Algo ali foi grande.
foto  Lori de Almeida


Meninos com problemas de conduta aprendiam nos anos 30 artesania para reabilitar-se? Talvez  não fosse este o propósito de Pedro Figari ao construir alí a escola de artes e ofícios da época... Mas parece bom ainda assim.


Nas paredes do modesto museu que leva seu nome, entre as frases que ali estão pintadas, uma delas exige das artes, do oficio e do pensamento certo pragmatismo. Assumiu-se artista depois dos 60 e foi tentar a vida em Paris. Só então foi dedicadamente pintor e escritor. Um vento de  simplicidade sopra de seu tratado utópico escrito e publicado na França: Historia Kiria. Ainda assim volta para infundir em Montevideo simplicidade e utopia. Ali vira alma.


Partiu e voltou Francisco Torres-García. Como tantas vezes fez o pianista e escritor Felisberto Hernandez. Torres-García o fez aos trinta anos de idade, voltando por ultima vez próximo aos sessenta. Nunca se mudou com bagagem: ele mulher e filhos com a roupa do corpo e suas pinturas, nada mais. Assim para Paris, Itália ou New York.


Para quem levou uma vida sem fronteirismos como ele, sul e norte, não são determinismos. Todos os lugares são o "acá donde vivo". Em todos os lugares se pode constituir uma vida, uma família, um trabalho e se encontra matéria para fazê-lo. Quando Torres-García decidiu fazê-lo pela última vez, buscou o norte em sua bússola construtivista. Ela indicava Montevideo.

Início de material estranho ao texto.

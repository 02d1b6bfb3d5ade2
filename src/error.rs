//! Error types for roster loading, filtering and notification sends.

use thiserror::Error;

use crate::ids::Dimension;

/// Errors raised by the roster pipeline and its collaborators.
#[derive(Debug, Error)]
#[non_exhaustive]
pub enum PortalError {
    /// The roster or fee fetch failed (network, non-2xx, malformed body).
    #[error("roster unavailable: {0}")]
    RosterUnavailable(String),

    /// A fee-filtered audience resolved to nobody.
    #[error("no matching recipients: {condition}")]
    NoMatchingRecipients {
        /// Human-readable description of the empty condition.
        condition: String,
    },

    /// The create-notification call failed; carries the backend's reason.
    #[error("notification submit failed: {0}")]
    NotificationSubmitFailure(String),

    /// An upstream identifier could not be normalized.
    #[error("invalid {dimension} identifier: {raw:?}")]
    InvalidIdentifier { dimension: Dimension, raw: String },

    /// A required draft field is empty.
    #[error("missing required field: {0}")]
    MissingField(&'static str),

    /// Login was rejected or no session is active.
    #[error("authentication error: {0}")]
    Authentication(String),

    #[error("configuration error: {0}")]
    Config(String),

    #[error("I/O error: {0}")]
    Io(String),

    #[error("CSV error: {0}")]
    Csv(String),
}

impl PortalError {
    /// Message suitable for a banner in the hosting view.
    #[must_use]
    pub fn user_message(&self) -> String {
        match self {
            Self::RosterUnavailable(_) => "Failed to load roster - using demo data".to_string(),
            Self::NoMatchingRecipients { condition } => {
                format!("No recipients match: {condition}. Nothing was sent.")
            }
            Self::NotificationSubmitFailure(reason) => format!("Failed to send notification: {reason}"),
            Self::MissingField(_) => "Please fill in all required fields".to_string(),
            Self::Authentication(_) => "Please log in again.".to_string(),
            Self::InvalidIdentifier { .. } | Self::Config(_) | Self::Io(_) | Self::Csv(_) => {
                "An unexpected error occurred.".to_string()
            }
        }
    }

    /// Whether the view should fall back to demo data instead of failing.
    #[must_use]
    pub fn is_degradable(&self) -> bool {
        matches!(self, Self::RosterUnavailable(_))
    }
}

impl From<reqwest::Error> for PortalError {
    fn from(err: reqwest::Error) -> Self {
        Self::RosterUnavailable(err.to_string())
    }
}

impl From<std::io::Error> for PortalError {
    fn from(err: std::io::Error) -> Self {
        Self::Io(err.to_string())
    }
}

impl From<csv::Error> for PortalError {
    fn from(err: csv::Error) -> Self {
        Self::Csv(err.to_string())
    }
}

/// Result type alias for roster operations.
pub type Result<T> = std::result::Result<T, PortalError>;

#[cfg(test)]
mod tests {
    use super::*;

    #[test]
    fn only_roster_failures_degrade() {
        assert!(PortalError::RosterUnavailable("timeout".into()).is_degradable());
        assert!(!PortalError::NotificationSubmitFailure("500".into()).is_degradable());
        assert!(!PortalError::NoMatchingRecipients {
            condition: "pending fees".into()
        }
        .is_degradable());
    }

    #[test]
    fn submit_failure_keeps_raw_reason() {
        let err = PortalError::NotificationSubmitFailure("due_date is required".into());
        assert!(err.user_message().contains("due_date is required"));
    }
}
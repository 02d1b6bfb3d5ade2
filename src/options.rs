//! Selectable filter values derived from a roster.

use std::collections::{BTreeMap, BTreeSet};

use serde::Serialize;

use crate::filter::FilterState;
use crate::ids::{BranchId, Choice, Dimension, SectionId, YearId};
use crate::models::Classified;
use crate::topology;

/// Values a user may pick next without reaching an empty roster.
#[derive(Debug, Clone, PartialEq, Eq, Default, Serialize)]
pub struct AvailableOptions {
    pub years: Vec<YearId>,
    pub branches: Vec<BranchId>,
    /// Live section coverage per branch, restricted by the current year only.
    pub sections_by_branch: BTreeMap<BranchId, Vec<SectionId>>,
}

impl AvailableOptions {
    pub fn offers_year(&self, year: YearId) -> bool {
        self.years.contains(&year)
    }

    pub fn offers_branch(&self, branch: BranchId) -> bool {
        self.branches.contains(&branch)
    }

    /// Section dropdown contents for a branch selection. Never empty.
    ///
    /// A concrete branch without live coverage falls back to the static
    /// layout; "all branches" offers the union of live sections, or every
    /// section when the roster has none.
    pub fn sections_for(&self, branch: Choice<BranchId>) -> Vec<SectionId> {
        match branch {
            Choice::Only(branch) => match self.sections_by_branch.get(&branch) {
                Some(live) if !live.is_empty() => live.clone(),
                _ => topology::sections_for(branch),
            },
            Choice::All => {
                let union: BTreeSet<SectionId> =
                    self.sections_by_branch.values().flatten().copied().collect();
                if union.is_empty() {
                    SectionId::all().collect()
                } else {
                    union.into_iter().collect()
                }
            }
        }
    }

    /// Live sections for a branch, without the static fallback.
    pub fn live_sections(&self, branch: BranchId) -> Option<&[SectionId]> {
        self.sections_by_branch
            .get(&branch)
            .map(Vec::as_slice)
            .filter(|s| !s.is_empty())
    }

    /// Whether some record in the current year runs `section` under `branch`.
    ///
    /// Unlike [`sections_for`](Self::sections_for) there is no layout
    /// fallback: an empty roster covers nothing.
    pub fn covers_section(&self, branch: Choice<BranchId>, section: SectionId) -> bool {
        match branch {
            Choice::Only(branch) => self
                .live_sections(branch)
                .is_some_and(|live| live.contains(&section)),
            Choice::All => self
                .sections_by_branch
                .values()
                .any(|live| live.contains(&section)),
        }
    }
}

fn distinct<R, T, F>(roster: &[R], filters: &FilterState, project: F) -> Vec<T>
where
    R: Classified,
    T: Ord,
    F: Fn(&R) -> T,
{
    roster
        .iter()
        .filter(|record| filters.matches(*record))
        .map(project)
        .collect::<BTreeSet<T>>()
        .into_iter()
        .collect()
}

/// Derive the selectable values for each dimension.
///
/// A dimension's choices come from the records matching the *other* two
/// selections, so a stale value on that dimension never hides its own
/// replacements. Ids are ordered numerically.
pub fn derive_options<R: Classified>(roster: &[R], filters: &FilterState) -> AvailableOptions {
    let years = distinct(roster, &filters.without(Dimension::Year), R::year_id);
    let branches = distinct(roster, &filters.without(Dimension::Branch), R::branch_id);

    let year_only = FilterState::new(filters.year, Choice::All, Choice::All);
    let mut coverage: BTreeMap<BranchId, BTreeSet<SectionId>> = BTreeMap::new();
    for record in roster.iter().filter(|record| year_only.matches(*record)) {
        coverage
            .entry(record.branch_id())
            .or_default()
            .insert(record.section_id());
    }
    let sections_by_branch = coverage
        .into_iter()
        .map(|(branch, sections)| (branch, sections.into_iter().collect()))
        .collect();

    tracing::debug!(
        records = roster.len(),
        years = years.len(),
        branches = branches.len(),
        "derived filter options"
    );

    AvailableOptions {
        years,
        branches,
        sections_by_branch,
    }
}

O antigo presídio de Miguelete é o "Espacio de Arte Contemporáneo". Outra vez Arte aparece como salvo conduto à vida. Neste caso à vida do espaço. Entre as duas primeiras celas, entre suas janelas que dão ao pátio interno, lá do alto do terceiro andar, no lado esquerdo da foto, vi pintada a palavra "libertad". Estava escrita de trás para frente. Como o destino de quem a escreveu.

Liberdade para uruguaios tem outro sentido sim. Não contrário como o da palavra da parede caiada. Liberdade como cultura e simplicidade entre as pessoas. Dentro de si, ou para si, cada qual viva com o capricho que possa sustentar. Assim me pareceram Onetti, Felisberto Hernandez e Germán Di Pierro, todos escritores. Os dois primeiros atualmente residem nos livros - seria oportuno visitar-lhes. Germán vive num pequeno apartamento na cidade velha, dá aulas no Liceo, ensinando língua e literatura. Totalmente admirador de seu conterrâneo Felisberto,  me contava ele, escreveu a ficção "Aparato reproductor" e foi prêmio de literatura recentemente. Tem 35 anos, tem blog e o ótimo humor de seus conterrâneos. Sempre ri quando um vento repentino lhe surpreende.